Uttar Pradesh is a synonym for sweetness. From Lucknow to Agra, from Gorakhpur to Faizabad the people of Uttar Pradesh are famed for their absolute charm. They say, “You are what you eat”. Since Uttar Pradesh is home to innumerable sugary delights, it is hardly surprising that the people are living specimens for the word “Sweet”. Here are some of the best drool-worthy desserts of the state.
Makkhan Malai or Malaiyyo:
This creamy, delicate, frothy, light dessert encapsulates the lucknavi nazaakat and Benaras’ lilting tone. It is prepared only in the winters. The elusive quality of the dessert makes it all the more delicious. The main ingredients of the dessert being milk and sugar, it is churned countless times overnight, until it becomes fluffy and then is liberally peppered with almonds, cashews and cardamom. It melts into your mouth and you just can’t seem to have enough.
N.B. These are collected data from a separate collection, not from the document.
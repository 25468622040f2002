pub mod source;

#[cfg(feature = "json")]
use serde::{Deserialize, Serialize};

use crate::{
    parser::{parse_subset, ParseContext, Parser},
    tree::NodeId,
    types::{custom::UserDefinedTag, date::Date, header::source::SourceSystem, Xref},
};

/// The GEDCOM specification release the file claims to follow (tag: GEDC).
#[derive(Clone, Debug, Default, PartialEq)]
#[cfg_attr(feature = "json", derive(Serialize, Deserialize))]
pub struct GedcomVersion {
    /// Version number, `5.5` or `5.5.1` (tag: VERS).
    pub version: Option<String>,
    /// The transmission form, `LINEAGE-LINKED` (tag: FORM).
    pub form: Option<String>,
    pub custom_data: Vec<Box<UserDefinedTag>>,
}

impl GedcomVersion {
    /// Creates a new `GedcomVersion` from a GEDC node.
    #[must_use]
    pub fn new(ctx: &mut ParseContext, node: NodeId) -> GedcomVersion {
        let mut version = GedcomVersion::default();
        version.parse(ctx, node);
        version
    }
}

impl Parser for GedcomVersion {
    fn parse(&mut self, ctx: &mut ParseContext, node: NodeId) {
        let handle_subset = |tag: &str, child: NodeId, ctx: &mut ParseContext| -> bool {
            match tag {
                "VERS" => self.version = Some(ctx.take_line_value(child, &mut self.custom_data)),
                "FORM" => self.form = Some(ctx.take_line_value(child, &mut self.custom_data)),
                _ => return false,
            }
            true
        };
        let custom = parse_subset(ctx, node, handle_subset);
        self.custom_data.extend(custom);
    }
}

/// The character set the file was written in (tag: CHAR).
#[derive(Clone, Debug, Default, PartialEq)]
#[cfg_attr(feature = "json", derive(Serialize, Deserialize))]
pub struct CharacterSet {
    /// Character set name, e.g. `ANSEL`, `UTF-8`.
    pub value: Option<String>,
    /// Version of the character set (tag: VERS).
    pub version: Option<String>,
    pub custom_data: Vec<Box<UserDefinedTag>>,
}

impl CharacterSet {
    /// Creates a new `CharacterSet` from a CHAR node.
    #[must_use]
    pub fn new(ctx: &mut ParseContext, node: NodeId) -> CharacterSet {
        let mut character_set = CharacterSet::default();
        character_set.parse(ctx, node);
        character_set
    }
}

impl Parser for CharacterSet {
    fn parse(&mut self, ctx: &mut ParseContext, node: NodeId) {
        self.value = ctx.node(node).value.clone();

        let handle_subset = |tag: &str, child: NodeId, ctx: &mut ParseContext| -> bool {
            match tag {
                "VERS" => self.version = Some(ctx.take_line_value(child, &mut self.custom_data)),
                _ => return false,
            }
            true
        };
        let custom = parse_subset(ctx, node, handle_subset);
        self.custom_data.extend(custom);
    }
}

/// Metadata about the transmission itself (tag: HEAD).
#[derive(Clone, Debug, Default, PartialEq)]
#[cfg_attr(feature = "json", derive(Serialize, Deserialize))]
pub struct Header {
    /// The system that produced the file (tag: SOUR).
    pub source_system: Option<SourceSystem>,
    /// The system the file was prepared for (tag: DEST).
    pub destination_system: Option<String>,
    /// When the file was created (tag: DATE, with TIME).
    pub date: Option<Date>,
    /// Handle of the submitter of the file (tag: SUBM).
    pub submitter: Option<Xref>,
    /// Handle of the submission record (tag: SUBN). Always the same record
    /// the document owns.
    pub submission: Option<Xref>,
    /// Name of the file as transmitted (tag: FILE).
    pub file_name: Option<String>,
    /// Copyright statement, as lines; more than one line is a 5.5.1 feature
    /// (tag: COPR).
    pub copyright: Vec<String>,
    pub gedcom_version: Option<GedcomVersion>,
    pub character_set: Option<CharacterSet>,
    /// Language of the text data (tag: LANG).
    pub language: Option<String>,
    /// Jurisdiction hierarchy applying to all places without their own FORM
    /// (tag: PLAC > FORM).
    pub place_hierarchy: Option<String>,
    /// Content description of the transmission, as lines (tag: NOTE).
    pub notes: Vec<String>,
    pub custom_data: Vec<Box<UserDefinedTag>>,
}

impl Header {
    /// Creates a new `Header` from a HEAD record node.
    #[must_use]
    pub fn new(ctx: &mut ParseContext, node: NodeId) -> Header {
        let mut header = Header::default();
        header.parse(ctx, node);
        header
    }
}

impl Parser for Header {
    fn parse(&mut self, ctx: &mut ParseContext, node: NodeId) {
        let handle_subset = |tag: &str, child: NodeId, ctx: &mut ParseContext| -> bool {
            match tag {
                "SOUR" => self.source_system = Some(SourceSystem::new(ctx, child)),
                "DEST" => {
                    self.destination_system =
                        Some(ctx.take_line_value(child, &mut self.custom_data));
                }
                "DATE" => self.date = Some(Date::new(ctx, child)),
                "SUBM" => {
                    if let Some(xref) = ctx.pointer_value(child) {
                        self.submitter = Some(ctx.submitter_ref(xref));
                    }
                }
                "SUBN" => {
                    if let Some(xref) = ctx.pointer_value(child) {
                        self.submission = Some(ctx.submission_ref(xref));
                    }
                }
                "FILE" => self.file_name = Some(ctx.take_line_value(child, &mut self.custom_data)),
                "COPR" => {
                    self.copyright = ctx.take_text_lines(child, &mut self.custom_data);
                    if self.copyright.len() > 1 {
                        ctx.warn_new_feature(ctx.node(child).line, "multi-line copyright");
                    }
                }
                "GEDC" => self.gedcom_version = Some(GedcomVersion::new(ctx, child)),
                "CHAR" => self.character_set = Some(CharacterSet::new(ctx, child)),
                "LANG" => self.language = Some(ctx.take_line_value(child, &mut self.custom_data)),
                "PLAC" => {
                    let nested = parse_subset(ctx, child, |tag, grandchild, ctx| match tag {
                        "FORM" => {
                            self.place_hierarchy =
                                Some(ctx.take_line_value(grandchild, &mut self.custom_data));
                            true
                        }
                        _ => false,
                    });
                    self.custom_data.extend(nested);
                }
                "NOTE" => self.notes = ctx.take_text_lines(child, &mut self.custom_data),
                _ => return false,
            }
            true
        };
        let custom = parse_subset(ctx, node, handle_subset);
        self.custom_data.extend(custom);
    }
}

#[cfg(test)]
mod tests {
    use crate::Gedcom;

    #[test]
    fn test_parse_full_header() {
        let sample = "\
            0 HEAD\n\
            1 SOUR SOURCE_NAME\n\
            2 VERS Version number of source-program\n\
            2 NAME Name of source-program\n\
            1 DEST Destination of transmission\n\
            1 DATE 1 JAN 1998\n\
            2 TIME 13:57:24.80\n\
            1 SUBM @SUBMITTER@\n\
            1 FILE ORIGINAL.GED\n\
            1 COPR (C) 1997-2000 by H. Eichmann.\n\
            1 GEDC\n\
            2 VERS 5.5.1\n\
            2 FORM LINEAGE-LINKED\n\
            1 CHAR ASCII\n\
            2 VERS Version number of ASCII\n\
            1 LANG English\n\
            1 PLAC\n\
            2 FORM City, County, State, Country\n\
            1 NOTE A note about this file.\n\
            2 CONT And a second line.\n\
            0 @SUBMITTER@ SUBM\n\
            0 TRLR";

        let document = Gedcom::new(sample).parse().unwrap();
        let header = document.header.as_ref().unwrap();

        let source_system = header.source_system.as_ref().unwrap();
        assert_eq!(source_system.system_id.as_deref(), Some("SOURCE_NAME"));
        assert_eq!(
            source_system.version.as_deref(),
            Some("Version number of source-program")
        );
        assert_eq!(
            source_system.product_name.as_deref(),
            Some("Name of source-program")
        );

        assert_eq!(
            header.destination_system.as_deref(),
            Some("Destination of transmission")
        );
        assert_eq!(
            header.date.as_ref().unwrap().time.as_deref(),
            Some("13:57:24.80")
        );
        assert_eq!(header.submitter.as_deref(), Some("@SUBMITTER@"));
        assert_eq!(header.file_name.as_deref(), Some("ORIGINAL.GED"));
        assert_eq!(header.copyright, vec!["(C) 1997-2000 by H. Eichmann."]);

        let gedcom_version = header.gedcom_version.as_ref().unwrap();
        assert_eq!(gedcom_version.version.as_deref(), Some("5.5.1"));
        assert_eq!(gedcom_version.form.as_deref(), Some("LINEAGE-LINKED"));

        let character_set = header.character_set.as_ref().unwrap();
        assert_eq!(character_set.value.as_deref(), Some("ASCII"));
        assert_eq!(
            character_set.version.as_deref(),
            Some("Version number of ASCII")
        );

        assert_eq!(header.language.as_deref(), Some("English"));
        assert_eq!(
            header.place_hierarchy.as_deref(),
            Some("City, County, State, Country")
        );
        assert_eq!(
            header.notes,
            vec!["A note about this file.", "And a second line."]
        );
        assert!(document.errors.is_empty(), "{:?}", document.errors);
    }

    #[test]
    fn test_multiline_copyright_warns_in_55_file() {
        let sample = "\
            0 HEAD\n\
            1 GEDC\n\
            2 VERS 5.5\n\
            1 COPR Main copyright line\n\
            2 CONT with a continuation.\n\
            0 TRLR";

        let document = Gedcom::new(sample).parse().unwrap();
        let header = document.header.as_ref().unwrap();

        assert_eq!(
            header.copyright,
            vec!["Main copyright line", "with a continuation."]
        );
        assert!(document
            .warnings
            .iter()
            .any(|w| w.contains("multi-line copyright")));
    }
}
Rabri is another milk delicacy which is thickened sweetened milk with many layers of malai or cream in it. Flavoured with cardamom, saffron and a generous addition of dry fruits, the rich sweet requires a lot of time and patience, like all the best things in life. Just as the best often comes in pairs, rabri’s beau is Imarti. Made from Urad dal, Imarti is Jalebi’s cousin but lighter and crispier. Together, Imarti and Rabri bring loads of calories but the taste is worth those few extra pounds.
Kaali gaajar ka halwa:
Because gajar ka halwa is too mainstream, try the kaali gaajar ka halwa. The black carrots have a distinct taste and are quite different from the red variety. The black carrots are peeled and grated and milk, sugar and ghee are added in measured proportions to give your taste buds an immeasurable delight. It is again a winter preparation and the ingredients provide the much-needed warmth in the cold months.
Malai Ki Gilori:
Malai Paan encapsulates the age-old adage of simplicity is the best virtue. Mishri or little chunks of sugar are wrapped in paper-thin layer of Malai with hints of rose water and Kewra. Chef Ranveer Brar says, “Sometime in the 1800s, tobacco and paan were banned during the rule of one of the Nawabs of Oudh. So Malai (also called Balai) ki Gilori was invented as a substitute for paan. To keep that quality of paan intact in the sweet, only mishri is used in it along with dry fruits. So you’re eating paan without actually eating paan.” No fancy ingredients, no over the top garnishing yet the melt in the mouth sweet reaches straight to the heart.
Raj Bhog is a traditional Bengali sweet but Uttar Pradesh has made it their very own. The name “Raj Bhog” literally means “offering befitting for royalty.” Quite similar to the rasgulla, Raj Bhog is made with paneer and flavoured with saffron and rose essence and then dipped in sugar syrup again flavoured with rose essence. The sweet hides finely chopped nuts in its heart. Give your taste buds the royal taste of Rajbhog and feel pretty much like a king.
Forget Ice-creams for Kulfi is so much better. The milk is flavoured with sugar and churned and churned until the consistency is thick. Khoya or evaporated milk is added. The mixture is then flavoured with saffron, rose water, cardamom and kewda and frozen in earthen pots. It provides a delicious escape from the harsh summer of North India but it is savoured in all season’s in Uttar Pradesh. Kulfi in Uttar Pradesh is not just a delicacy but it’s the flavour for happiness.
Peda, soft pieces made of khoya and sugar, originated in Mathura, Uttar Pradesh. From Uttar Pradesh, the humble yet scrumptious sweet has toured the whole country. In fact, Thakur Ram Ratan Singh of Lucknow introduced peda in Karnataka in the 19th century. Talk about the North saying a tasty hello to the South! Peda is offered to the deities too and distributed as Prasad. Do try out the ambrosia which is made with love in Uttar Pradesh.
No milk or khoya this time. The luscious petha is made with pumpkins! The sweet is crunchy on the outside yet deliciously soft on the inside. Originated in the city of Agra, Petha is unique and tasty. You can’t gift the Taj Mahal as a memoir (unless of course, you’re Shah Jahan!) but Petha with its long shelf life makes a perfect gift from every tour to Agra.